Ludacris, the musician and actor from Atlanta, whose real name is Christopher Brian Bridges, "is the highest-selling Southern hip hop solo artist of all time." Wikipedia, http://en.wikipedia.org/wiki/Ludacris (last visited Aug. 10, 2009). He has won numerous popular music awards and appears in films and on TV. Id. The idea that Ludacris made an appointment to meet Vaughn, a wannabe rapper and small-time drug dealer, in the parking lot of a low-budget motel in Bristol to discuss a recording deal, is improbable.
Moreover, while Vaughn now claims that he lied about everything and said whatever the prosecutors wanted him to, in his trial testimony he declined to implicate some of the defendants. For example, he testified generally concerning the conspiracy at the joint trial of Duty, Davis, and Christine Evans, but did not mention Davis or Christine Evans and said that he did not know Duty.

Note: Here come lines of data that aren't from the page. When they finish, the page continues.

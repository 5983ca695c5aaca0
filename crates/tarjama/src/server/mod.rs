//! Web form: one page per cookie session, driven by plain HTML forms.

mod handlers;
mod state;

pub use state::{ServerState, Translators};

use anyhow::{Context, Result};
use axum::extract::DefaultBodyLimit;
use axum::routing::{get, post};
use axum::Router;
use std::time::Duration;
use tarjama_core::Config;

const SWEEP_INTERVAL: Duration = Duration::from_secs(60);

/// Build the router with every route of the form.
pub fn router(state: ServerState, max_upload_mb: u64) -> Router {
    let body_limit =
        usize::try_from(max_upload_mb.saturating_mul(1024 * 1024)).unwrap_or(usize::MAX);

    Router::new()
        .route("/", get(handlers::index))
        .route("/provider", post(handlers::select_provider))
        .route("/credential", post(handlers::set_credential))
        .route("/upload", post(handlers::upload))
        .route("/translate", post(handlers::translate))
        .route("/health", get(handlers::health))
        .layer(DefaultBodyLimit::max(body_limit))
        .with_state(state)
}

/// Serve the form on `addr` until Ctrl+C.
pub async fn run_server(config: Config, addr: &str) -> Result<()> {
    let idle_timeout = Duration::from_secs(config.server.session_idle_minutes.saturating_mul(60));
    let state = ServerState::new(
        config.limits.clone(),
        Translators::from_config(&config.providers),
        idle_timeout,
    );

    // Requests sweep the store too; this covers a server with no traffic.
    let store = state.store.clone();
    tokio::spawn(async move {
        let mut ticker = tokio::time::interval(SWEEP_INTERVAL);
        loop {
            ticker.tick().await;
            store.evict_idle();
        }
    });

    let app = router(state, config.server.max_upload_mb);

    let listener = tokio::net::TcpListener::bind(addr)
        .await
        .with_context(|| format!("failed to bind server address {addr}"))?;
    tracing::info!("Listening on http://{}", listener.local_addr()?);

    axum::serve(listener, app)
        .with_graceful_shutdown(shutdown_signal())
        .await?;
    tracing::info!("Server stopped");
    Ok(())
}

async fn shutdown_signal() {
    if let Err(e) = tokio::signal::ctrl_c().await {
        tracing::error!("Failed to listen for Ctrl+C: {e}");
        std::future::pending::<()>().await;
    }
}
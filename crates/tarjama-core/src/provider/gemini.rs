//! Google Gemini provider using the `generateContent` API.
//!
//! The image travels as an `inline_data` part carrying the same base64
//! payload and `image/jpeg` type as the OpenAI data URL.

use super::retry::with_retries;
use super::{error_detail, transport_error, Credential, Translator, TRANSLATION_PROMPT};
use crate::config::GeminiConfig;
use crate::error::ProviderError;
use crate::image::{encode_base64, UploadedImage, REQUEST_MEDIA_TYPE};
use async_trait::async_trait;
use serde::{Deserialize, Serialize};
use std::time::Duration;

/// Gemini provider.
pub struct GeminiProvider {
    model: String,
    endpoint: String,
    temperature: f32,
    timeout: Option<Duration>,
    max_retries: u32,
    retry_delay_ms: u64,
    client: reqwest::Client,
}

impl GeminiProvider {
    pub fn new(config: &GeminiConfig) -> Self {
        Self {
            model: config.model.clone(),
            endpoint: config.endpoint.trim_end_matches('/').to_string(),
            temperature: config.temperature,
            timeout: config.timeout_ms.map(Duration::from_millis),
            max_retries: config.max_retries,
            retry_delay_ms: config.retry_delay_ms,
            client: reqwest::Client::new(),
        }
    }

    fn url(&self) -> String {
        format!("{}/{}:generateContent", self.endpoint, self.model)
    }

    async fn send_once(
        &self,
        body: &GenerateRequest,
        credential: &Credential,
    ) -> Result<String, ProviderError> {
        let mut req = self
            .client
            .post(self.url())
            .header("x-goog-api-key", credential.expose())
            .json(body);
        if let Some(timeout) = self.timeout {
            req = req.timeout(timeout);
        }

        let resp = req
            .send()
            .await
            .map_err(|e| transport_error("Gemini", &e))?;

        let status = resp.status();
        if !status.is_success() {
            let text = resp.text().await.unwrap_or_default();
            return Err(ProviderError::with_status(
                format!("Gemini HTTP {status}: {}", error_detail(&text)),
                status.as_u16(),
            ));
        }

        let generate_resp: GenerateResponse = resp.json().await.map_err(|e| {
            ProviderError::new(format!("Failed to parse Gemini response: {e}"))
        })?;

        generate_resp.into_text()
    }
}

// --- Request types ---

#[derive(Serialize)]
struct GenerateRequest {
    contents: Vec<Content>,
    #[serde(rename = "generationConfig")]
    generation_config: GenerationConfig,
}

#[derive(Serialize)]
struct Content {
    role: &'static str,
    parts: Vec<Part>,
}

#[derive(Serialize)]
#[serde(untagged)]
enum Part {
    Text { text: String },
    InlineData { inline_data: InlineData },
}

#[derive(Serialize)]
struct InlineData {
    mime_type: &'static str,
    data: String,
}

#[derive(Serialize)]
struct GenerationConfig {
    temperature: f32,
}

impl GenerateRequest {
    fn translate(image: &UploadedImage, temperature: f32) -> Self {
        Self {
            contents: vec![Content {
                role: "user",
                parts: vec![
                    Part::Text {
                        text: TRANSLATION_PROMPT.to_string(),
                    },
                    Part::InlineData {
                        inline_data: InlineData {
                            mime_type: REQUEST_MEDIA_TYPE,
                            data: encode_base64(image.bytes()),
                        },
                    },
                ],
            }],
            generation_config: GenerationConfig { temperature },
        }
    }
}

// --- Response types ---

#[derive(Deserialize)]
struct GenerateResponse {
    #[serde(default)]
    candidates: Vec<Candidate>,
    #[serde(rename = "promptFeedback")]
    prompt_feedback: Option<PromptFeedback>,
}

#[derive(Deserialize)]
struct Candidate {
    content: Option<CandidateContent>,
}

#[derive(Deserialize)]
struct CandidateContent {
    #[serde(default)]
    parts: Vec<ResponsePart>,
}

#[derive(Deserialize)]
struct ResponsePart {
    text: Option<String>,
}

#[derive(Deserialize)]
struct PromptFeedback {
    #[serde(rename = "blockReason")]
    block_reason: Option<String>,
}

impl GenerateResponse {
    /// Concatenate the text parts of the first candidate, untouched.
    fn into_text(self) -> Result<String, ProviderError> {
        let Some(candidate) = self.candidates.into_iter().next() else {
            let reason = self
                .prompt_feedback
                .and_then(|f| f.block_reason)
                .map(|r| format!(" (blocked: {r})"))
                .unwrap_or_default();
            return Err(ProviderError::new(format!(
                "Gemini returned no candidates{reason}"
            )));
        };

        let texts: Vec<String> = candidate
            .content
            .map(|c| c.parts)
            .unwrap_or_default()
            .into_iter()
            .filter_map(|p| p.text)
            .collect();

        if texts.is_empty() {
            return Err(ProviderError::new(
                "Gemini returned a candidate without text content",
            ));
        }
        Ok(texts.concat())
    }
}

#[async_trait]
impl Translator for GeminiProvider {
    fn name(&self) -> &str {
        "gemini"
    }

    fn model(&self) -> &str {
        &self.model
    }

    async fn translate(
        &self,
        image: &UploadedImage,
        credential: &Credential,
    ) -> Result<String, ProviderError> {
        let body = GenerateRequest::translate(image, self.temperature);
        let body = &body;
        with_retries("gemini", self.max_retries, self.retry_delay_ms, move || {
            self.send_once(body, credential)
        })
        .await
    }
}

Without a Plea Agreement, Vaughn faced a mandatory life sentence — that he was advised of this does not amount to a threat. Vaughn exchanged the possibility of a life sentence with the strong likelihood that he would receive a sentence of less, and depending on the extent of his assistance to the government, perhaps substantially less, than twenty years. It is clear that Vaughn had the close assistance of competent counsel in the negotiation of the Plea Agreement that he now wishes to repudiate.
Vaughn argues that because he told his former attorney that the government's allegations against him were false, he should not have been able to plead guilty. Again, I do not find this claim to be credible. At his guilty plea hearing, the government summarized the evidence it would present against Vaughn and Vaughn did not contest any of those facts.
Although I do not find the substantial delay in this case to be the determinative factor here, I still must consider it. Vaughn's recantations and current denial of guilt, which I do not believe, have resulted in numerous court hearings, prejudiced the government in its prosecution of others, and has wasted a considerable amount of judicial resources.
Vaughn pleaded guilty not because of any improper threats or coercion, but because he was correctly advised that it was in his best interests to do so. He was given a thorough Rule 11 examination before his plea was accepted, and his prior testimony and the other corroborating evidence amply supports his guilt.
Vaughn's mother has testified that she believes that something happened to Vaughn while in jail in this case that caused him to recant and thus jeopardize the favorable plea agreement he received. It is likely that he has been persuaded by some of his codefendants, fueled by his own second thoughts over his situation, to try to sabotage the prosecution. Whatever his reasons, I find that he has not shown sufficient cause to withdraw his guilty plea.
At oral argument, counsel for Vaughn stated that he would rely on the same evidence submitted in support of the Motions to Withdraw Guilty Plea for his Motion to Dismiss Indictment. Accordingly, the Motion to Dismiss Indictment will be denied for the same reasons provided here.